You likely realize that being a successful entrepreneur takes work, but you might have no idea where to start. It is easy to put one foot in front of the other, but you need an overall goal and direction to ensure you see progress. The steps below provide the guidance you need to move forward with your entrepreneurial dreams.

1. Perform Extensive Research


If you have an idea or a concept, you may be so excited that you want to just jump into planning out how it will work. However, you need to take a step back and be sure that your idea is not something that is already in the market or already available to your potential customers. After all, clients will not use your product or service if they already have a good option they like.


Do some analysis on potential competition. Is there anyone doing what you want to do? Who are they targeting? What will make your product or service different? How can you stand out? You will not be able to answer any of these questions if you do not understand what your competition is doing and how they are doing it, but these questions are vital to your success as an entrepreneur.

Target Audience

Be sure to review your target market—that could be your local customers, or it could be customers that can be found online around the world. Knowing who you are targeting as a customer will help you decide whether that person or business already has options for the product or service you want to provide.

2. Create a Detailed Business Plan

Your business plan sets out exactly what you will do and how you will do it. It provides guidelines or a road map for your company. It forces you to take a hard look at some of the most challenging questions you have to tackle as a business owner.

At its core, a business plan answers the following questions:

  • What problem are you trying to solve?
  • How will your product or service solve that problem?
  • How will your company be organized and managed?
  • What competitors are you facing?
  • How will you market and sell your product or service?
  • How do you intend to fund your business?
  • How will your business grow over time?

A business plan is rarely easy to develop. It incorporates your research and forces you to look forward to the future. It is the first step in putting your idea into something tangible.

For many, creating a business plan turns their idea into something that might really be possible.

3. Create a Financial Plan

Virtually every entrepreneurial dream costs money to start. While there may be some limited situations where you can jump in without much investment, those circumstances are few and far between. In most cases, you need to develop a plan to fund your endeavor, whether that means getting equipment or being able to quit your full-time job to pursue your entrepreneurial dream full-time.
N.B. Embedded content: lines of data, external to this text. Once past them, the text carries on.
/// Rendering layer — all terminal I/O lives here.
///
/// `draw_game` translates state into primitive draw calls on a `Renderer`.
/// No game logic is performed. `TerminalRenderer` is the crossterm-backed
/// renderer that scales the logical field onto the terminal grid.

use std::io::Write;

use crossterm::{
    cursor,
    style::{self, Color, Print},
    terminal, QueueableCommand,
};
use glam::Vec2;

use crate::consts::{FIELD_HEIGHT, FIELD_WIDTH};
use crate::entities::{Colour, GameState};

// ── Renderer primitives ───────────────────────────────────────────────────────

/// Every draw call of a frame happens between `begin_frame` and `end_frame`.
pub trait Renderer {
    fn begin_frame(&mut self) -> std::io::Result<()>;
    fn clear(&mut self, colour: Colour) -> std::io::Result<()>;
    fn draw_circle(&mut self, centre: Vec2, radius: f32, colour: Colour) -> std::io::Result<()>;
    /// `x`/`y` are field pixels of the first character.
    fn draw_text(
        &mut self,
        text: &str,
        x: i32,
        y: i32,
        size: u16,
        colour: Colour,
    ) -> std::io::Result<()>;
    fn end_frame(&mut self) -> std::io::Result<()>;
}

// ── Public entry point ────────────────────────────────────────────────────────

/// Render one complete frame. `end_frame` runs even if a draw call failed;
/// the first error wins.
pub fn draw_game<R: Renderer + ?Sized>(renderer: &mut R, state: &GameState) -> std::io::Result<()> {
    renderer.begin_frame()?;
    let drawn = draw_scene(renderer, state);
    let ended = renderer.end_frame();
    drawn.and(ended)
}

fn draw_scene<R: Renderer + ?Sized>(r: &mut R, state: &GameState) -> std::io::Result<()> {
    r.clear(Colour::Black)?;

    if state.game_over {
        return draw_game_over(r, state);
    }

    let p = &state.player;
    r.draw_circle(p.position, p.radius, p.colour)?;

    for bullet in state.bullets.iter().filter(|b| b.active) {
        r.draw_circle(bullet.position, bullet.radius, bullet.colour)?;
    }
    for enemy in state.enemies.iter().filter(|e| e.active) {
        r.draw_circle(enemy.position, enemy.radius, enemy.colour)?;
    }

    draw_hud(r, state)
}

// ── HUD ───────────────────────────────────────────────────────────────────────

fn draw_hud<R: Renderer + ?Sized>(r: &mut R, state: &GameState) -> std::io::Result<()> {
    let h = FIELD_HEIGHT as i32;
    r.draw_text(&format!("Score: {}", state.score), 10, 10, 20, Colour::White)?;
    r.draw_text("WASD/Arrows: Move", 10, h - 60, 16, Colour::Grey)?;
    r.draw_text("Mouse: Aim & Click to Shoot", 10, h - 40, 16, Colour::Grey)?;
    r.draw_text("ESC: Quit", 10, h - 20, 16, Colour::Grey)?;
    Ok(())
}

// ── Game-over screen ──────────────────────────────────────────────────────────

fn draw_game_over<R: Renderer + ?Sized>(r: &mut R, state: &GameState) -> std::io::Result<()> {
    let cx = FIELD_WIDTH as i32 / 2;
    let cy = FIELD_HEIGHT as i32 / 2;
    r.draw_text("GAME OVER", cx - 100, cy - 50, 40, Colour::Red)?;
    r.draw_text(
        &format!("Final Score: {}", state.score),
        cx - 80,
        cy,
        20,
        Colour::White,
    )?;
    r.draw_text(
        "Press R to restart or ESC to quit",
        cx - 140,
        cy + 40,
        16,
        Colour::Grey,
    )?;
    Ok(())
}

// ── Field ↔ terminal mapping ──────────────────────────────────────────────────

/// Maps the logical field onto a `cols × rows` terminal grid.
#[derive(Clone, Copy, Debug, PartialEq, Eq)]
pub struct Viewport {
    pub cols: u16,
    pub rows: u16,
}

impl Viewport {
    pub fn new(cols: u16, rows: u16) -> Self {
        Self {
            cols: cols.max(1),
            rows: rows.max(1),
        }
    }

    fn cell_width(&self) -> f32 {
        FIELD_WIDTH / self.cols as f32
    }

    fn cell_height(&self) -> f32 {
        FIELD_HEIGHT / self.rows as f32
    }

    /// The cell containing field point `p`, if it is on screen.
    pub fn to_cell(&self, p: Vec2) -> Option<(u16, u16)> {
        let col = (p.x / self.cell_width()).floor();
        let row = (p.y / self.cell_height()).floor();
        if col < 0.0 || row < 0.0 || col >= self.cols as f32 || row >= self.rows as f32 {
            return None;
        }
        Some((col as u16, row as u16))
    }

    /// Field coordinates of the centre of a cell.
    pub fn to_field(&self, col: u16, row: u16) -> Vec2 {
        Vec2::new(
            (col as f32 + 0.5) * self.cell_width(),
            (row as f32 + 0.5) * self.cell_height(),
        )
    }

    /// Every on-screen cell whose centre lies within the circle. A circle
    /// smaller than a cell still covers the cell holding its centre.
    pub fn circle_cells(&self, centre: Vec2, radius: f32) -> Vec<(u16, u16)> {
        let (cw, ch) = (self.cell_width(), self.cell_height());
        let first_col = ((centre.x - radius) / cw).floor().max(0.0) as u16;
        let last_col = ((centre.x + radius) / cw).floor().min(self.cols as f32 - 1.0);
        let first_row = ((centre.y - radius) / ch).floor().max(0.0) as u16;
        let last_row = ((centre.y + radius) / ch).floor().min(self.rows as f32 - 1.0);

        let mut cells = Vec::new();
        if last_col >= 0.0 && last_row >= 0.0 {
            for row in first_row..=last_row as u16 {
                for col in first_col..=last_col as u16 {
                    if self.to_field(col, row).distance(centre) <= radius {
                        cells.push((col, row));
                    }
                }
            }
        }
        if cells.is_empty() {
            cells.extend(self.to_cell(centre));
        }
        cells
    }
}

// ── Colour palette ────────────────────────────────────────────────────────────

fn terminal_colour(colour: Colour) -> Color {
    match colour {
        Colour::Black => Color::Black,
        Colour::White => Color::White,
        Colour::Grey => Color::DarkGrey,
        Colour::Blue => Color::Blue,
        Colour::Yellow => Color::Yellow,
        Colour::Red => Color::Red,
    }
}

// ── Terminal renderer ─────────────────────────────────────────────────────────

pub struct TerminalRenderer<W: Write> {
    out: W,
    viewport: Viewport,
}

impl<W: Write> TerminalRenderer<W> {
    pub fn new(out: W, viewport: Viewport) -> Self {
        Self { out, viewport }
    }

    pub fn viewport(&self) -> Viewport {
        self.viewport
    }

    pub fn resize(&mut self, viewport: Viewport) {
        self.viewport = viewport;
    }

    pub fn get_mut(&mut self) -> &mut W {
        &mut self.out
    }
}

impl<W: Write> Renderer for TerminalRenderer<W> {
    fn begin_frame(&mut self) -> std::io::Result<()> {
        self.out.queue(cursor::Hide)?;
        Ok(())
    }

    fn clear(&mut self, colour: Colour) -> std::io::Result<()> {
        self.out.queue(style::SetBackgroundColor(terminal_colour(colour)))?;
        self.out.queue(terminal::Clear(terminal::ClearType::All))?;
        Ok(())
    }

    fn draw_circle(&mut self, centre: Vec2, radius: f32, colour: Colour) -> std::io::Result<()> {
        self.out.queue(style::SetForegroundColor(terminal_colour(colour)))?;
        for (col, row) in self.viewport.circle_cells(centre, radius) {
            self.out.queue(cursor::MoveTo(col, row))?;
            self.out.queue(Print("█"))?;
        }
        Ok(())
    }

    fn draw_text(
        &mut self,
        text: &str,
        x: i32,
        y: i32,
        _size: u16,
        colour: Colour,
    ) -> std::io::Result<()> {
        let Some((col, row)) = self.viewport.to_cell(Vec2::new(x as f32, y as f32)) else {
            return Ok(());
        };
        // Clip at the right edge instead of wrapping.
        let room = (self.viewport.cols - col) as usize;
        let clipped: String = text.chars().take(room).collect();

        self.out.queue(cursor::MoveTo(col, row))?;
        self.out.queue(style::SetForegroundColor(terminal_colour(colour)))?;
        self.out.queue(Print(clipped))?;
        Ok(())
    }

    fn end_frame(&mut self) -> std::io::Result<()> {
        // Park cursor in a harmless spot and flush
        self.out.queue(style::ResetColor)?;
        self.out.queue(cursor::MoveTo(0, self.viewport.rows - 1))?;
        self.out.flush()
    }
}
Your financial game plan will help you determine how much you need to get started. It will also set out how much you need to keep going—whether that means you stockpile an initial investment or you need ongoing revenue to support your venture.

In general, entrepreneurs have a few financial plan options.

  • Use personal savings and investments
  • Take out a business loan from a bank or another investor
  • Bring investors on board who will hold an ownership stake in the company in exchange for their financial contribution

How you decide to fund your venture is entirely up to you. It will depend on personal preference, how much you need to get started, and how much business you anticipate right off the bat.

Your financial plan is essential, so do not skip this step and assume you can wing it. Running out of cash or failing to raise new capital is the top reason that small businesses fail.

4. Register Your Business

Registering your business looks a little different for each type of company. Depending on your industry, you might need to register with local governments or your Secretary of State to be able to operate legally in your area. Check with an experienced attorney in your area to address these specific requirements.

You might also want to create a formal business structure for your company. While you can operate on your own, it is often not a good idea because it exposes your personal assets to any debt or other legal obligation your company might incur. Developing a separate legal entity, like a corporation or limited liability company (LLC), can legitimize your company and cut down on these potential risks.

LLCs are often the entity of choice for new small businesses because they are easy to form and maintain. In addition, creating an LLC protects entrepreneurs from personal liability just as well as a corporation.

5. Build Your Online Presence

While some businesses still do not have a website or online presence, it is much harder to build your company and be successful without using these tools. You may not need a full website (depending on the type of business you have), but you may want to at least create a strong presence on social media.

Websites, social media, and other forms of communicating online give customers a stronger sense of your brand and what you have to offer. They legitimize your company. In addition, they provide a helpful way for clients to communicate with you, learn about your products and services, and do some research long before they ever consider setting foot inside a brick-and-mortar shop. Because over half of shoppers say they research before they buy, having an online presence can make or break the success of your company.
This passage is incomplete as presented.